Happily, all of these concerts are ‘freebies’. Well known throughout Jerusalem with tickets posted and generally ‘sold’ out weeks in advance, the series run by season from early autumn to summer.
In Performance: Sax, Piano, and the Composer Milhaud
The performance my husband and I saw that winter’s evening was a trio featuring Yigal Meltzer on trumpet, Gan Lev on saxophone (soprano, alto, and baritone saxes, that is), and Bishara Harouni on piano.
The program started with a zippy Vivaldi piece and progressed through the centuries to Milhaud and beyond.
Before performing the Milhaud (1892-1974) piece with the pianist, Lev the saxophonist explained a bit about the composer’s background and his composition of three movements entitled ‘Scaramouche.’
First Lev noted that his teacher in Paris had himself studied with Adolfe Sax, the inventor of the instrument, and then he explained that he chose this piece in particular because both the instrument and this piece of Milhaud’s are favourites in French clubs.
The saxophonist went on to explain enthusiastically about his particular affection for the piece’s last movement named “Brazileira” because of its evocative Brazilian melodic swing which he loved to play.

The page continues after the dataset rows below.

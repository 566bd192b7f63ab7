#![allow(clippy::unwrap_used)]
// Integration tests for `CatalystClient` using wiremock.

use pretty_assertions::assert_eq;
use serde_json::json;
use wiremock::matchers::{basic_auth, body_json, header, method, path, query_param};
use wiremock::{Mock, MockServer, ResponseTemplate};

use ccsync_api::{
    AreaSpec, AuthToken, CatalystClient, Credentials, Error, ExecutionPhase,
    GlobalPoolCreateRequest, AddressSpace, ReservationCreateRequest, SiteCreateRequest, SiteSpec,
    TaskHandle,
};

// ── Helpers ─────────────────────────────────────────────────────────

async fn setup() -> (MockServer, CatalystClient) {
    let server = MockServer::start().await;
    let client = CatalystClient::from_reqwest(&server.uri(), reqwest::Client::new()).unwrap();
    (server, client)
}

fn token() -> AuthToken {
    AuthToken::new("tok-123")
}

fn task_accepted(id: &str) -> serde_json::Value {
    json!({
        "executionId": id,
        "executionStatusUrl": format!("/dna/platform/management/business-api/v1/execution-status/{id}"),
        "message": "The request has been accepted for execution"
    })
}

// ── Authentication ──────────────────────────────────────────────────

#[tokio::test]
async fn test_login_success() {
    let (server, client) = setup().await;

    Mock::given(method("POST"))
        .and(path("/dna/system/api/v1/auth/token"))
        .and(basic_auth("admin", "s3cret"))
        .respond_with(ResponseTemplate::new(200).set_body_json(json!({ "Token": "abc" })))
        .expect(1)
        .mount(&server)
        .await;

    let creds = Credentials::new("admin", "s3cret".to_string().into());
    client.login(&creds).await.unwrap();
}

#[tokio::test]
async fn test_login_rejected() {
    let (server, client) = setup().await;

    Mock::given(method("POST"))
        .and(path("/dna/system/api/v1/auth/token"))
        .respond_with(ResponseTemplate::new(401).set_body_string("bad credentials"))
        .mount(&server)
        .await;

    let creds = Credentials::new("admin", "wrong".to_string().into());
    let result = client.login(&creds).await;

    assert!(
        matches!(result, Err(Error::Authentication { .. })),
        "expected Authentication error, got: {result:?}"
    );
}

#[tokio::test]
async fn test_expired_token_maps_to_session_expired() {
    let (server, client) = setup().await;

    Mock::given(method("GET"))
        .and(path("/dna/intent/api/v1/site"))
        .respond_with(ResponseTemplate::new(401))
        .mount(&server)
        .await;

    let err = client.list_sites(&token()).await.unwrap_err();
    assert!(err.is_auth_expired(), "got: {err:?}");
}

// ── Sites ───────────────────────────────────────────────────────────

#[tokio::test]
async fn test_list_sites_sends_token_and_decodes() {
    let (server, client) = setup().await;

    Mock::given(method("GET"))
        .and(path("/dna/intent/api/v1/site"))
        .and(header("X-Auth-Token", "tok-123"))
        .respond_with(ResponseTemplate::new(200).set_body_json(json!({
            "response": [
                { "id": "g", "name": "Global", "siteNameHierarchy": "Global" },
                {
                    "id": "b1",
                    "name": "HQ",
                    "siteNameHierarchy": "Global/US/HQ",
                    "parentId": "a1",
                    "additionalInfo": [
                        { "namespace": "Location", "attributes": { "type": "building", "country": "United States" } }
                    ]
                }
            ]
        })))
        .mount(&server)
        .await;

    let sites = client.list_sites(&token()).await.unwrap();
    assert_eq!(sites.len(), 2);
    assert_eq!(sites[1].hierarchy(), "Global/US/HQ");
    assert_eq!(sites[1].site_type(), Some("building"));
    assert_eq!(sites[0].site_type(), None);
}

#[tokio::test]
async fn test_create_site_posts_tagged_body() {
    let (server, client) = setup().await;

    Mock::given(method("POST"))
        .and(path("/dna/intent/api/v1/site"))
        .and(body_json(json!({
            "type": "area",
            "site": { "area": { "name": "US", "parentName": "Global" } }
        })))
        .respond_with(ResponseTemplate::new(202).set_body_json(task_accepted("e-1")))
        .expect(1)
        .mount(&server)
        .await;

    let req = SiteCreateRequest::new(SiteSpec::Area(AreaSpec {
        name: "US".into(),
        parent_name: "Global".into(),
    }));
    let handle = client.create_site(&token(), &req).await.unwrap();
    assert_eq!(handle.execution_id.as_deref(), Some("e-1"));
}

#[tokio::test]
async fn test_validation_rejection_keeps_controller_detail() {
    let (server, client) = setup().await;

    Mock::given(method("POST"))
        .and(path("/dna/intent/api/v1/global-pool"))
        .respond_with(ResponseTemplate::new(400).set_body_json(json!({
            "response": {
                "errorCode": "NCIP10283",
                "message": "Invalid request",
                "detail": "Subnet 10.201.0.0/16 overlaps with existing pool US_TECH"
            },
            "version": "1.0"
        })))
        .mount(&server)
        .await;

    let req = GlobalPoolCreateRequest {
        name: "US_CORP".into(),
        pool_type: "Generic".into(),
        address_space: AddressSpace {
            subnet: "10.201.0.0".into(),
            prefix_length: 16,
            gateway_ip_address: None,
            dhcp_servers: vec![],
            dns_servers: vec![],
        },
    };
    let err = client.create_global_pool(&token(), &req).await.unwrap_err();

    match err {
        Error::Api {
            status,
            message,
            code,
        } => {
            assert_eq!(status, 400);
            assert_eq!(message, "Subnet 10.201.0.0/16 overlaps with existing pool US_TECH");
            assert_eq!(code.as_deref(), Some("NCIP10283"));
        }
        other => panic!("expected Api error, got: {other:?}"),
    }
}

#[tokio::test]
async fn test_server_errors_are_transient() {
    let (server, client) = setup().await;

    Mock::given(method("GET"))
        .and(path("/dna/intent/api/v1/global-pool"))
        .respond_with(ResponseTemplate::new(503).set_body_string("maintenance"))
        .mount(&server)
        .await;

    let err = client.list_global_pools(&token()).await.unwrap_err();
    assert!(err.is_transient(), "got: {err:?}");
    assert!(!err.is_unsent());
}

// ── Reservations ────────────────────────────────────────────────────

#[tokio::test]
async fn test_list_reservations_is_site_scoped() {
    let (server, client) = setup().await;

    Mock::given(method("GET"))
        .and(path("/dna/intent/api/v1/reserve-ip-subpool"))
        .and(query_param("siteId", "b1"))
        .respond_with(ResponseTemplate::new(200).set_body_json(json!({
            "response": [{
                "id": "r1",
                "groupName": "HQ_CORP",
                "ipPools": [{
                    "ipPoolCidr": "10.201.1.0/24",
                    "parentUuid": "p1",
                    "ipv6": false,
                    "usedIpAddressCount": 3,
                    "totalIpAddressCount": 256
                }]
            }]
        })))
        .mount(&server)
        .await;

    let list = client.list_reservations(&token(), "b1").await.unwrap();
    assert_eq!(list.len(), 1);
    let pool = list[0].ipv4_pool().unwrap();
    assert_eq!(pool.ip_pool_cidr, "10.201.1.0/24");
    assert_eq!(pool.parent_uuid.as_deref(), Some("p1"));
}

#[tokio::test]
async fn test_create_reservation_payload() {
    let (server, client) = setup().await;

    Mock::given(method("POST"))
        .and(path("/dna/intent/api/v1/reserve-ip-subpool/b1"))
        .and(body_json(json!({
            "name": "HQ_CORP",
            "type": "Generic",
            "ipv4GlobalPool": "10.201.0.0/16",
            "ipv4Prefix": true,
            "ipv4PrefixLength": 24,
            "ipv4Subnet": "10.201.1.0",
            "ipv4GateWay": "10.201.1.1"
        })))
        .respond_with(ResponseTemplate::new(202).set_body_json(task_accepted("e-9")))
        .expect(1)
        .mount(&server)
        .await;

    let req = ReservationCreateRequest {
        name: "HQ_CORP".into(),
        pool_type: "Generic".into(),
        ipv4_global_pool: "10.201.0.0/16".into(),
        ipv4_prefix: true,
        ipv4_prefix_length: 24,
        ipv4_subnet: "10.201.1.0".into(),
        ipv4_gateway: "10.201.1.1".into(),
        ipv4_dhcp_servers: vec![],
        ipv4_dns_servers: vec![],
    };
    client.create_reservation(&token(), "b1", &req).await.unwrap();
}

// ── Execution status ────────────────────────────────────────────────

#[tokio::test]
async fn test_execution_status_follows_status_url() {
    let (server, client) = setup().await;

    Mock::given(method("GET"))
        .and(path("/dna/platform/management/business-api/v1/execution-status/e-1"))
        .respond_with(ResponseTemplate::new(200).set_body_json(json!({
            "bapiExecutionId": "e-1",
            "status": "SUCCESS"
        })))
        .mount(&server)
        .await;

    let handle: TaskHandle = serde_json::from_value(task_accepted("e-1")).unwrap();
    let status = client.execution_status(&token(), &handle).await.unwrap().unwrap();
    assert_eq!(status.phase(), ExecutionPhase::Succeeded);
}

#[tokio::test]
async fn test_execution_status_falls_back_to_execution_id() {
    let (server, client) = setup().await;

    Mock::given(method("GET"))
        .and(path("/dna/intent/api/v1/dnacaap/management/execution-status/e-2"))
        .respond_with(ResponseTemplate::new(200).set_body_json(json!({
            "status": "FAILURE",
            "bapiError": "Floor name already exists"
        })))
        .mount(&server)
        .await;

    let handle = TaskHandle {
        execution_id: Some("e-2".into()),
        ..TaskHandle::default()
    };
    let status = client.execution_status(&token(), &handle).await.unwrap().unwrap();
    assert_eq!(
        status.phase(),
        ExecutionPhase::Failed("Floor name already exists".into())
    );
}

#[tokio::test]
async fn test_synchronous_handle_needs_no_poll() {
    let (_server, client) = setup().await;
    let status = client
        .execution_status(&token(), &TaskHandle::default())
        .await
        .unwrap();
    assert!(status.is_none());
}

#[tokio::test]
async fn test_delete_with_empty_body() {
    let (server, client) = setup().await;

    Mock::given(method("DELETE"))
        .and(path("/dna/intent/api/v1/global-pool/p1"))
        .respond_with(ResponseTemplate::new(200))
        .mount(&server)
        .await;

    let handle = client.delete_global_pool(&token(), "p1").await.unwrap();
    assert!(handle.is_synchronous());
}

Confluences of Time in Jerusalem
Most people living in Jerusalem concur that time periods often collide, converge, and meld together here. It’s not an unusual occurrence in a city that is so much at the center of major religions and political controversy.
However, certain instances are especially memorable and this concert produced one for me.

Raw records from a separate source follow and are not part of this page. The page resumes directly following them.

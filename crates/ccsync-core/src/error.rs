// ── Core error types ──
//
// Reconciliation errors. Consumers never see HTTP status codes or JSON
// parse failures directly: the `From<ccsync_api::Error>` impl translates
// transport-layer errors into the reconciliation taxonomy.
//
// Fatal kinds unwind a run; everything else is recorded against the
// resource that produced it.

use thiserror::Error;

use crate::report::FailureKind;

/// Unified error type for the core crate.
#[derive(Debug, Error)]
pub enum CoreError {
    // ── Fatal: before any network call ───────────────────────────────
    #[error("Dependency cycle or dangling reference: {reason}")]
    CycleDetected {
        /// Resources that could not be ordered.
        involved: Vec<String>,
        reason: String,
    },

    #[error("Invalid site hierarchy: {message}")]
    InvalidHierarchy { message: String },

    #[error("Invalid {field}: {reason}")]
    Validation { field: String, reason: String },

    #[error("{operation} requires explicit confirmation")]
    ConfirmationRequired { operation: String },

    // ── Fatal: during a run ──────────────────────────────────────────
    #[error("Authentication failed after {attempts} attempt(s): {message}")]
    AuthenticationFailed { message: String, attempts: u32 },

    #[error("Run cancelled")]
    Cancelled,

    // ── Per-resource ─────────────────────────────────────────────────
    #[error("Controller unreachable: {message}")]
    TransientNetwork { message: String },

    #[error("Task {task_id} failed: {reason}")]
    TaskFailed { task_id: String, reason: String },

    #[error("Task {task_id} did not finish within {waited_secs}s")]
    TaskTimeout { task_id: String, waited_secs: u64 },

    #[error("{resource} is still referenced by {}", referenced_by.join(", "))]
    DependencyConflict {
        resource: String,
        referenced_by: Vec<String>,
    },

    #[error("Controller rejected the request (HTTP {status}): {detail}")]
    ValidationRejected { status: u16, detail: String },

    #[error("{entity_type} not found: {identifier}")]
    NotFound {
        entity_type: String,
        identifier: String,
    },

    #[error("API error: {message}")]
    Api {
        message: String,
        code: Option<String>,
        status: Option<u16>,
    },

    // ── Configuration errors ─────────────────────────────────────────
    #[error("Configuration error: {message}")]
    Config { message: String },

    // ── Internal errors ──────────────────────────────────────────────
    #[error("Internal error: {0}")]
    Internal(String),
}

impl CoreError {
    /// Fatal errors abort the whole run instead of failing one resource.
    pub fn is_fatal(&self) -> bool {
        matches!(
            self,
            Self::CycleDetected { .. }
                | Self::InvalidHierarchy { .. }
                | Self::Validation { .. }
                | Self::ConfirmationRequired { .. }
                | Self::AuthenticationFailed { .. }
                | Self::Cancelled
                | Self::Config { .. }
        )
    }

    pub fn is_transient(&self) -> bool {
        matches!(self, Self::TransientNetwork { .. })
    }

    pub fn is_not_found(&self) -> bool {
        matches!(self, Self::NotFound { .. })
    }

    /// Report classification for this error.
    pub fn kind(&self) -> FailureKind {
        match self {
            Self::CycleDetected { .. } => FailureKind::CycleDetected,
            Self::InvalidHierarchy { .. } | Self::Validation { .. } => FailureKind::InvalidInput,
            Self::ConfirmationRequired { .. } => FailureKind::ConfirmationRequired,
            Self::AuthenticationFailed { .. } => FailureKind::AuthenticationFailed,
            Self::Cancelled => FailureKind::Cancelled,
            Self::TransientNetwork { .. } => FailureKind::TransientNetwork,
            Self::TaskFailed { .. } => FailureKind::TaskFailed,
            Self::TaskTimeout { .. } => FailureKind::TaskTimeout,
            Self::DependencyConflict { .. } => FailureKind::DependencyConflict,
            Self::ValidationRejected { .. } => FailureKind::ValidationRejected,
            Self::NotFound { .. } => FailureKind::NotFound,
            Self::Api { .. } | Self::Config { .. } | Self::Internal(_) => FailureKind::Other,
        }
    }

    /// Controller-side identifier of the task this error came from.
    pub fn task_id(&self) -> Option<&str> {
        match self {
            Self::TaskFailed { task_id, .. } | Self::TaskTimeout { task_id, .. } => Some(task_id),
            _ => None,
        }
    }
}

// ── Conversion from transport-layer errors ───────────────────────────

impl From<ccsync_api::Error> for CoreError {
    fn from(err: ccsync_api::Error) -> Self {
        match err {
            ccsync_api::Error::Authentication { message } => CoreError::AuthenticationFailed {
                message,
                attempts: 1,
            },
            ccsync_api::Error::SessionExpired => CoreError::AuthenticationFailed {
                message: "Session expired -- re-authentication required".into(),
                attempts: 1,
            },
            ccsync_api::Error::Transport(ref e) => {
                if e.is_timeout() || e.is_connect() || e.status().is_some_and(|s| s.is_server_error())
                {
                    CoreError::TransientNetwork {
                        message: e.to_string(),
                    }
                } else if e.status().map(|s| s.as_u16()) == Some(404) {
                    CoreError::NotFound {
                        entity_type: "resource".into(),
                        identifier: e.url().map(|u| u.path().to_string()).unwrap_or_default(),
                    }
                } else {
                    CoreError::Api {
                        message: e.to_string(),
                        code: None,
                        status: e.status().map(|s| s.as_u16()),
                    }
                }
            }
            ccsync_api::Error::InvalidUrl(e) => CoreError::Config {
                message: format!("Invalid URL: {e}"),
            },
            ccsync_api::Error::Timeout { timeout_secs } => CoreError::TransientNetwork {
                message: format!("request timed out after {timeout_secs}s"),
            },
            ccsync_api::Error::Tls(msg) => CoreError::Config {
                message: format!("TLS error: {msg}"),
            },
            ccsync_api::Error::Api {
                status,
                message,
                code,
            } => match status {
                404 => CoreError::NotFound {
                    entity_type: "resource".into(),
                    identifier: message,
                },
                400 | 409 | 422 => CoreError::ValidationRejected {
                    status,
                    detail: message,
                },
                429 | 500..=599 => CoreError::TransientNetwork {
                    message: format!("HTTP {status}: {message}"),
                },
                _ => CoreError::Api {
                    message,
                    code,
                    status: Some(status),
                },
            },
            ccsync_api::Error::Deserialization { message, body: _ } => {
                CoreError::Internal(format!("Deserialization error: {message}"))
            }
        }
    }
}

#[cfg(test)]
mod tests {
    use super::*;

    #[test]
    fn controller_rejection_keeps_detail_verbatim() {
        let err = CoreError::from(ccsync_api::Error::Api {
            status: 400,
            message: "Subnet is not within global pool".into(),
            code: Some("NCIP10283".into()),
        });
        assert!(matches!(
            err,
            CoreError::ValidationRejected { status: 400, ref detail }
                if detail == "Subnet is not within global pool"
        ));
        assert!(!err.is_fatal());
    }

    #[test]
    fn server_errors_are_transient() {
        let err = CoreError::from(ccsync_api::Error::Api {
            status: 502,
            message: "bad gateway".into(),
            code: None,
        });
        assert!(err.is_transient());
    }

    #[test]
    fn fatal_kinds() {
        assert!(CoreError::Cancelled.is_fatal());
        assert!(
            CoreError::AuthenticationFailed {
                message: "nope".into(),
                attempts: 3
            }
            .is_fatal()
        );
        assert!(
            !CoreError::TaskFailed {
                task_id: "t".into(),
                reason: "r".into()
            }
            .is_fatal()
        );
    }
}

First to describe the setting somewhat more:
The audience was composed of Jews, Arabs, and Christians.
In fact, I had struck up a conversation with one of the Mormon administrators of the Center as he stood outside the concert hall doors before letting in the concertgoers like myself.
I had asked him about a beautiful photography book on Utah that lay on a table for concertgoers to look at. I asked him questions about Salt Lake City and the Mormon congregation, and he told me that the Judean Desert in Israel looks a lot like Utah in the photography book.
So I had remnants of our interesting conversation lingering in my head as I listened to Scaramouche.
Milhaud and the Helicopter
As I looked in the distance out of the huge floor-to-ceiling glass panels, I saw the gleaming, golden roof of the Al Aqsa Mosque while I listened to the sax and piano strains weaving through the air.
Suddenly, the distinct sounds of a helicopter brr, brr, brr-ing ripped the calmness of the clear, cold winter night outside the concert hall.
The wonderful performance of Milhaud’s Scaramouche was already under way. The helicopter sounded nearer and nearer.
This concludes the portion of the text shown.